It is one of the most widely used freight network management tools, yet benchmarking is often misinterpreted and/or misapplied.
Understanding the application of benchmarking can help managers to avoid these pitfalls, and evaluate the performance of their supply chains more effectively.
In this post we take a look at some of the issues managers need to be aware of when assessing and using benchmarking tools. Next week we’ll delve more deeply into how these analyses can be misconstrued.
On a general level, be cautious about benchmarks that make sweeping observations about markets. Specifying the freight percentage of sales or what the cost per hundredweight of LTL shipments should be in an industry may be interesting, however, these values could pertain to average shippers – and that may or may not describe you.
In retailing, for example, a large bricks-and-mortar chain and a high-volume online player are both major shippers, but they differ greatly when it comes to freight mix and service goals.
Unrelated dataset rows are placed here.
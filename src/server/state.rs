use crate::geometry::{GeometryResolver, NominatimSource};

pub struct AppState<S = NominatimSource> {
    pub resolver: GeometryResolver<S>,
}
//! Core types for the geometry subsystem.

use serde::{Deserialize, Deserializer, Serialize};
use std::fmt;
use std::sync::Arc;

/// A `[lon, lat]` position as the provider sends it.
pub type LngLat = [f64; 2];

/// A `[lat, lng]` pair as the map layer consumes it.
pub type LatLng = [f64; 2];

/// One linear ring of provider positions.
pub type Ring = Vec<LngLat>;

/// Cache key. Name and relation lookups live in separate namespaces.
#[derive(Debug, Clone, PartialEq, Eq, Hash)]
pub enum CacheKey {
    Name(String),
    Relation(u64),
}

impl CacheKey {
    pub fn name(name: &str) -> Self {
        Self::Name(name.to_lowercase())
    }

    pub fn relation(osm_id: u64) -> Self {
        Self::Relation(osm_id)
    }
}

impl fmt::Display for CacheKey {
    fn fmt(&self, f: &mut fmt::Formatter<'_>) -> fmt::Result {
        match self {
            Self::Name(n) => write!(f, "{}", n),
            Self::Relation(id) => write!(f, "osm_{}", id),
        }
    }
}

/// A boundary geometry. Anything other than (multi)polygons is kept only by kind.
#[derive(Debug, Clone, PartialEq, Serialize, Deserialize)]
#[serde(try_from = "RawGeometry", into = "RawGeometry")]
pub enum Geometry {
    Polygon(Vec<Ring>),
    MultiPolygon(Vec<Vec<Ring>>),
    Other(String),
}

impl Geometry {
    pub fn kind(&self) -> &str {
        match self {
            Self::Polygon(_) => "Polygon",
            Self::MultiPolygon(_) => "MultiPolygon",
            Self::Other(kind) => kind,
        }
    }
}

#[derive(Serialize, Deserialize)]
struct RawGeometry {
    #[serde(rename = "type")]
    kind: String,
    #[serde(default, skip_serializing_if = "serde_json::Value::is_null")]
    coordinates: serde_json::Value,
}

fn positions(raw: Vec<Vec<f64>>) -> Result<Ring, String> {
    raw.into_iter()
        .map(|p| match p.as_slice() {
            [lon, lat, ..] => Ok([*lon, *lat]),
            _ => Err(format!("position needs two values, got {}", p.len())),
        })
        .collect()
}

fn rings(raw: Vec<Vec<Vec<f64>>>) -> Result<Vec<Ring>, String> {
    raw.into_iter().map(positions).collect()
}

impl TryFrom<RawGeometry> for Geometry {
    type Error = String;

    fn try_from(raw: RawGeometry) -> Result<Self, Self::Error> {
        match raw.kind.as_str() {
            "Polygon" => {
                let coords: Vec<Vec<Vec<f64>>> =
                    serde_json::from_value(raw.coordinates).map_err(|e| e.to_string())?;
                Ok(Self::Polygon(rings(coords)?))
            }
            "MultiPolygon" => {
                let coords: Vec<Vec<Vec<Vec<f64>>>> =
                    serde_json::from_value(raw.coordinates).map_err(|e| e.to_string())?;
                let polygons: Vec<Vec<Ring>> =
                    coords.into_iter().map(rings).collect::<Result<_, _>>()?;
                Ok(Self::MultiPolygon(polygons))
            }
            _ => Ok(Self::Other(raw.kind)),
        }
    }
}

impl From<Geometry> for RawGeometry {
    fn from(g: Geometry) -> Self {
        let (kind, coordinates) = match g {
            Geometry::Polygon(r) => ("Polygon".to_string(), serde_json::json!(r)),
            Geometry::MultiPolygon(p) => ("MultiPolygon".to_string(), serde_json::json!(p)),
            Geometry::Other(kind) => (kind, serde_json::Value::Null),
        };
        RawGeometry { kind, coordinates }
    }
}

// Nominatim sends `"name": null` for some unnamed relations.
fn null_as_empty<'de, D: Deserializer<'de>>(d: D) -> Result<String, D::Error> {
    Ok(Option::<String>::deserialize(d)?.unwrap_or_default())
}

#[derive(Debug, Clone, Default, PartialEq, Serialize, Deserialize)]
pub struct FeatureProperties {
    #[serde(default, deserialize_with = "null_as_empty")]
    pub name: String,
    #[serde(default, deserialize_with = "null_as_empty")]
    pub display_name: String,
}

/// A single boundary feature returned by the provider. Immutable once fetched.
#[derive(Debug, Clone, PartialEq, Serialize, Deserialize)]
pub struct GeometryFeature {
    #[serde(default)]
    pub properties: FeatureProperties,
    pub geometry: Geometry,
}

impl GeometryFeature {
    pub fn name(&self) -> &str {
        &self.properties.name
    }

    pub fn display_name(&self) -> &str {
        &self.properties.display_name
    }
}

/// Provider response body (`format=geojson`).
#[derive(Debug, Clone, Default, Deserialize)]
pub struct FeatureCollection {
    #[serde(default)]
    pub features: Vec<GeometryFeature>,
}

/// Why a lookup produced no feature, other than the provider having none.
#[derive(Debug, Clone, PartialEq, Eq, thiserror::Error)]
pub enum LookupFailure {
    #[error("transport error: {0}")]
    Transport(String),
    #[error("provider returned HTTP {0}")]
    Status(u16),
    #[error("could not decode provider response: {0}")]
    Decode(String),
}

/// Outcome of a single keyed lookup, as stored in the cache.
#[derive(Debug, Clone, PartialEq)]
pub enum Lookup {
    Found(Arc<GeometryFeature>),
    /// The provider answered with zero features.
    NotFound,
    Failed(LookupFailure),
}

impl Lookup {
    pub fn into_feature(self) -> Option<Arc<GeometryFeature>> {
        match self {
            Self::Found(f) => Some(f),
            _ => None,
        }
    }

    pub fn is_found(&self) -> bool {
        matches!(self, Self::Found(_))
    }
}

/// Where a province boundary came from.
#[derive(Debug, Clone, Copy, PartialEq, Eq, Serialize, Deserialize)]
pub enum BoundarySource {
    OsmRelation,
    Search,
    Approximate,
}

impl fmt::Display for BoundarySource {
    fn fmt(&self, f: &mut fmt::Formatter<'_>) -> fmt::Result {
        match self {
            Self::OsmRelation => write!(f, "OSM relation"),
            Self::Search => write!(f, "Nominatim search"),
            Self::Approximate => write!(f, "Built-in"),
        }
    }
}

/// A province boundary ready for the map layer, with provenance.
#[derive(Debug, Clone, Serialize)]
pub struct ProvinceBoundary {
    pub name: String,
    #[serde(skip_serializing_if = "Option::is_none")]
    pub display_name: Option<String>,
    pub rings: Vec<Vec<LatLng>>,
    pub source: BoundarySource,
}

#[cfg(test)]
mod tests {
    use super::*;

    const SEARCH_BODY: &str = r#"{
        "type": "FeatureCollection",
        "licence": "Data © OpenStreetMap contributors, ODbL 1.0.",
        "features": [{
            "type": "Feature",
            "properties": {
                "place_id": 1,
                "osm_type": "relation",
                "osm_id": 1903291,
                "name": "Tỉnh Sơn La",
                "display_name": "Tỉnh Sơn La, Việt Nam",
                "importance": 0.6
            },
            "bbox": [103.2, 20.6, 105.0, 22.0],
            "geometry": {
                "type": "Polygon",
                "coordinates": [[[103.2, 21.0], [104.0, 21.5], [103.5, 22.0], [103.2, 21.0]]]
            }
        }]
    }"#;

    #[test]
    fn test_parse_nominatim_geojson() {
        let fc: FeatureCollection = serde_json::from_str(SEARCH_BODY).unwrap();
        assert_eq!(fc.features.len(), 1);
        let f = &fc.features[0];
        assert_eq!(f.name(), "Tỉnh Sơn La");
        assert_eq!(f.display_name(), "Tỉnh Sơn La, Việt Nam");
        match &f.geometry {
            Geometry::Polygon(r) => {
                assert_eq!(r.len(), 1);
                assert_eq!(r[0][1], [104.0, 21.5]);
            }
            other => panic!("unexpected geometry {:?}", other),
        }
    }

    #[test]
    fn test_parse_empty_collection() {
        let fc: FeatureCollection =
            serde_json::from_str(r#"{"type":"FeatureCollection","features":[]}"#).unwrap();
        assert!(fc.features.is_empty());
    }

    #[test]
    fn test_null_name() {
        let f: GeometryFeature = serde_json::from_str(
            r#"{"properties":{"name":null,"display_name":"Việt Nam"},"geometry":{"type":"Point","coordinates":[0,0]}}"#,
        )
        .unwrap();
        assert_eq!(f.name(), "");
        assert_eq!(f.display_name(), "Việt Nam");
    }

    #[test]
    fn test_point_is_other() {
        let g: Geometry =
            serde_json::from_str(r#"{"type":"Point","coordinates":[105.8,21.0]}"#).unwrap();
        assert_eq!(g, Geometry::Other("Point".into()));
        assert_eq!(g.kind(), "Point");
    }

    #[test]
    fn test_altitude_dropped() {
        let g: Geometry = serde_json::from_str(
            r#"{"type":"Polygon","coordinates":[[[105.8,21.0,12.5],[105.9,21.1,3.0]]]}"#,
        )
        .unwrap();
        assert_eq!(g, Geometry::Polygon(vec![vec![[105.8, 21.0], [105.9, 21.1]]]));
    }

    #[test]
    fn test_short_position_rejected() {
        let r: Result<Geometry, _> =
            serde_json::from_str(r#"{"type":"Polygon","coordinates":[[[105.8]]]}"#);
        assert!(r.is_err());
    }

    #[test]
    fn test_geometry_serializes_back_to_geojson() {
        let g = Geometry::MultiPolygon(vec![vec![vec![[1.0, 2.0]]]]);
        let v = serde_json::to_value(&g).unwrap();
        assert_eq!(v["type"], "MultiPolygon");
        assert_eq!(v["coordinates"][0][0][0][1], 2.0);
    }

    #[test]
    fn test_cache_key_display() {
        assert_eq!(CacheKey::name("Sơn La").to_string(), "sơn la");
        assert_eq!(CacheKey::relation(1903291).to_string(), "osm_1903291");
        assert_ne!(CacheKey::name("osm_1903291"), CacheKey::relation(1903291));
    }
}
A leading big box retailer that ships primarily truckload has a freight percentage that bears little relationship to that of an online outlet with a lot of parcel shipments. In fact, one could be as much as ten times the other.
The point is that your metrics may vary hugely from the industry norm owing to the nature of your business. Or, it may seem that you are well positioned within the acceptable range for the industry, but the one-size-fits-all benchmark based on averages is a false measure of how you are actually performing.
It’s incumbent on the freight professional to choose and apply the benchmark that best fits the organization’s business model.
There is a useful analogy with car buying. When researching the price of a vehicle a buyer can consult various industry indices to obtain a market value for the target car. This value is based on a range of factors that are specific to geography, model, and make, as well as the features that the buyer requires. The purchaser could also use the average car price in the United States as a measure of the target vehicle’s worth, but this benchmark may be unrealistic because it reflects the price of every vehicle sold in the country.
Beware of unqualified averages. Scrutinize benchmarking consortia that are coy about the range of information they use to calculate average performance metrics. It may be that the number of companies sampled to support the findings is too few to be statistically viable. Ask about the standard deviation at the high and low ends of the range.
Also, be alert to the vagaries of survey-based benchmarks. The results tend to be biased because almost everyone rates themselves as above average when surveyed.
Check out the granularity of benchmarking data. Measures based on lane-by-lane or corridor-by-corridor, rather than network-wide, comparisons generally provide a more comprehensive and actionable picture of relative performance. Some model-based benchmarking services offer this type of fine detail where others do not. Moreover, make sure the data base of information for the benchmark is big enough to ensure that the model is a realistic representation of the market.
More traditional corridor-based benchmarks offer the same granularity as model- based alternatives but can be flawed. They may lack data in many corridors and only cover one or two shippers in others. Or, to compensate for these flaws, the benchmark may include corridors that are too large to be meaningful.
Hopefully this brief tour of benchmarking pros and cons will help you decide which services best fit your business model and objectives.